[Opening Input data section]

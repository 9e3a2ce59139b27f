//! Hover information implementation.

use crate::base::text_utils::word_at;
use crate::base::{LineIndex, Position};
use crate::index::{SymbolIndex, SymbolInfo};

/// Result of a hover request.
#[derive(Clone, Debug, PartialEq, Eq)]
pub struct HoverResult {
    /// The hover content (markdown).
    pub contents: String,
    /// Start of the hovered word.
    pub start: Position,
    /// End of the hovered word (exclusive).
    pub end: Position,
}

/// Hover content for the symbol under character `offset` of `text`.
pub fn hover(index: &SymbolIndex, text: &str, offset: usize) -> Option<HoverResult> {
    let word = word_at(text, offset)?;
    let symbol = index.get_symbol(&word.text)?;
    let lines = LineIndex::new(text);
    Some(HoverResult {
        contents: hover_contents(symbol),
        start: lines.position(word.start),
        end: lines.position(word.end),
    })
}

fn hover_contents(symbol: &SymbolInfo) -> String {
    let signature = if symbol.detail.is_empty() {
        symbol.label.as_str()
    } else {
        symbol.detail.as_str()
    };
    let mut contents = format!("```\n{signature}\n```");
    if let Some(value) = symbol.value {
        contents.push_str(&format!("\n\nValue: `{value}`"));
    }
    if !symbol.documentation.is_empty() {
        contents.push_str("\n\n");
        contents.push_str(&symbol.documentation);
    }
    contents
}
//! Text utilities for locating words in document text.
//!
//! Offsets taken and returned here are character offsets into the whole
//! document, not byte offsets.

/// Check if a character is considered part of a word (identifier).
///
/// Uses Unicode Standard Annex #31 continuation rules, which also admits `_`
/// and digits.
#[inline]
pub fn is_word_character(c: char) -> bool {
    unicode_ident::is_xid_continue(c)
}

/// A word located in document text.
#[derive(Debug, Clone, PartialEq, Eq)]
pub struct WordAt {
    pub text: String,
    /// Character offset of the first character.
    pub start: usize,
    /// Character offset one past the last character.
    pub end: usize,
}

/// Find the word touching `offset`.
///
/// A cursor sitting immediately after a word (as it does while typing) still
/// counts as touching it.
///
/// # Example
/// ```
/// use symdex::base::text_utils::word_at;
///
/// let word = word_at("float4 color;", 9).unwrap();
/// assert_eq!(word.text, "color");
/// assert_eq!((word.start, word.end), (7, 12));
/// ```
pub fn word_at(text: &str, offset: usize) -> Option<WordAt> {
    let chars: Vec<char> = text.chars().collect();
    let on_word = |i: usize| chars.get(i).copied().is_some_and(is_word_character);

    let anchor = if on_word(offset) {
        offset
    } else if offset > 0 && on_word(offset - 1) {
        offset - 1
    } else {
        return None;
    };

    let mut start = anchor;
    while start > 0 && on_word(start - 1) {
        start -= 1;
    }
    let mut end = anchor;
    while on_word(end) {
        end += 1;
    }

    Some(WordAt {
        text: chars[start..end].iter().collect(),
        start,
        end,
    })
}

/// The part of a word that precedes `offset`, used as a completion prefix.
///
/// Returns an empty string when the cursor is not directly after a word
/// character.
pub fn word_before(text: &str, offset: usize) -> String {
    let before: Vec<char> = text.chars().take(offset).collect();
    let start = before
        .iter()
        .rposition(|c| !is_word_character(*c))
        .map_or(0, |i| i + 1);
    before[start..].iter().collect()
}

/// Converts increasing byte offsets into character offsets in one pass.
///
/// Regex matches report byte offsets; symbols and references record character
/// offsets. Offsets must be fed in non-decreasing order and fall on character
/// boundaries.
#[derive(Debug)]
pub struct CharOffsets<'a> {
    text: &'a str,
    byte: usize,
    chars: usize,
}

impl<'a> CharOffsets<'a> {
    pub fn new(text: &'a str) -> Self {
        Self {
            text,
            byte: 0,
            chars: 0,
        }
    }

    /// Character offset of `byte_offset`.
    pub fn advance_to(&mut self, byte_offset: usize) -> usize {
        if byte_offset < self.byte {
            // Out of order; recount from the start.
            self.byte = 0;
            self.chars = 0;
        }
        self.chars += self.text[self.byte..byte_offset].chars().count();
        self.byte = byte_offset;
        self.chars
    }
}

[Closing Input data section]

The expected result is every line above containing the string "crate".

use crate::base::text_utils::word_at;
use crate::base::{LineIndex, Position};
use crate::index::{SymbolIndex, SymbolInfo};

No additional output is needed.